We used to pay almost $200/mo for Part D prescription coverage. Plus we had to pay for the drugs.Our daughter-in-law owns her own pharmacy. She told us that HER cost for a 90 day supply for ALL of my wife’s and myself pills, etc. cost her $14.00! Read that again— $14.00 for our 90/day supply! She said we should drop Part D (which we did). Our provider screamed “ouch” and told us we couldn’t drop the coverage because we had to wait until the fall enrollment period to do so. I said I am not paying the bill when it comes so forget it. They went away after 60 days. And we are $2,400/year richer.We pay our DIL $50/month to cover her expenses. She smiles. Why not talk to YOUR local pharmacist and see what you can negotiate.BTW, if we ever need the REALLY expensive meds she said we can work that out and if needed we can go back on coverage during fall enrollment time. It’s worth the effort to talk to your pharmacist.

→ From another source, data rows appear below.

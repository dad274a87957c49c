//! Integration tests for gradio-modal
//!
//! These tests spawn the actual binary and test end-to-end behavior.
//! They never touch the real home directory or the real `modal` CLI.

mod support;
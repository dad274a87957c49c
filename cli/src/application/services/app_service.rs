//! Application service: listing, stopping and tailing deployed Modal apps.

use anyhow::{Context, Result};

use crate::application::ports::AppManager;
use crate::domain::apps::{AppSummary, parse_app_list};

/// All apps visible to the current Modal profile.
///
/// # Errors
///
/// Returns an error if `modal app list` fails or prints unparseable output.
pub async fn list_apps(modal: &impl AppManager) -> Result<Vec<AppSummary>> {
    let output = modal.list_apps().await?;
    if !output.status.success() {
        let stderr = String::from_utf8_lossy(&output.stderr);
        anyhow::bail!("modal app list failed: {}", stderr.trim());
    }
    parse_app_list(&output.stdout)
}

/// Stop a deployed app by name or id.
///
/// # Errors
///
/// Returns an error if `modal app stop` exits non-zero.
pub async fn stop_app(modal: &impl AppManager, app: &str) -> Result<()> {
    let output = modal
        .stop_app(app)
        .await
        .with_context(|| format!("stopping {app}"))?;
    if !output.status.success() {
        let stderr = String::from_utf8_lossy(&output.stderr);
        anyhow::bail!("modal app stop {app} failed: {}", stderr.trim());
    }
    Ok(())
}

/// Stream an app's logs until the user interrupts.
///
/// # Errors
///
/// Returns an error if `modal app logs` cannot run or exits non-zero.
pub async fn stream_logs(modal: &impl AppManager, app: &str) -> Result<()> {
    let status = modal.stream_logs(app).await?;
    anyhow::ensure!(status.success(), "modal app logs {app} exited with {status}");
    Ok(())
}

Sadly, not everyone has a child who is a pharmacist and I expect many pharmacist will not reduce that low, but worth a try. On another note, you may wish to look at anything offered from your state that is considered "Creditable Coverage" for drugs. We pay $30 each per year in Wisconsin for SeniorCare. Ours is too high for any benefit directly; however, if we ever need to have a Rx plan, we can sign up without penalty. If one is NOT covered, one will pay a significant penalty for every month or year of not having creditable coverage when applying for Part D. Same for Part B.
I get your thinking but don't recommend it. Some generics run $300 per month. Anything advertised on TV can be even more expensive. For example, retail for a 30-day supply of Enbrel is about $5,000. Nobody can buy that drug for $14.00.Instead, you can enroll in a "place holder" Part D plan for minimal cost in most areas. In my state, I picked EnvisionRxPlus for just $12.60 per mo. It still must cover at least two drugs of every therapeutic type under Medicare rules. No reason for anyone to get penny wise and pound foolish at those rates.
Hello good people. I pay $30 for my Part D through SilverScript and in many ways, this inexpensive plan will offer lower out-of-pocket costs for many drugs. Plan pays the annual deductible of over $400 as well.
Check out GoodRx.com. It's free. Our Rx drugs are all tier 1 except my maintenance inhaler, and my Medicare policy won't cover that. I pay less by not going through the insurance and using GoodRx. You can upload your drug list at the website and see the difference. GoodRx also compares prices at all the local pharmacies for you, which can make another whopping difference. God bless my doctor for steering us to GoodRx!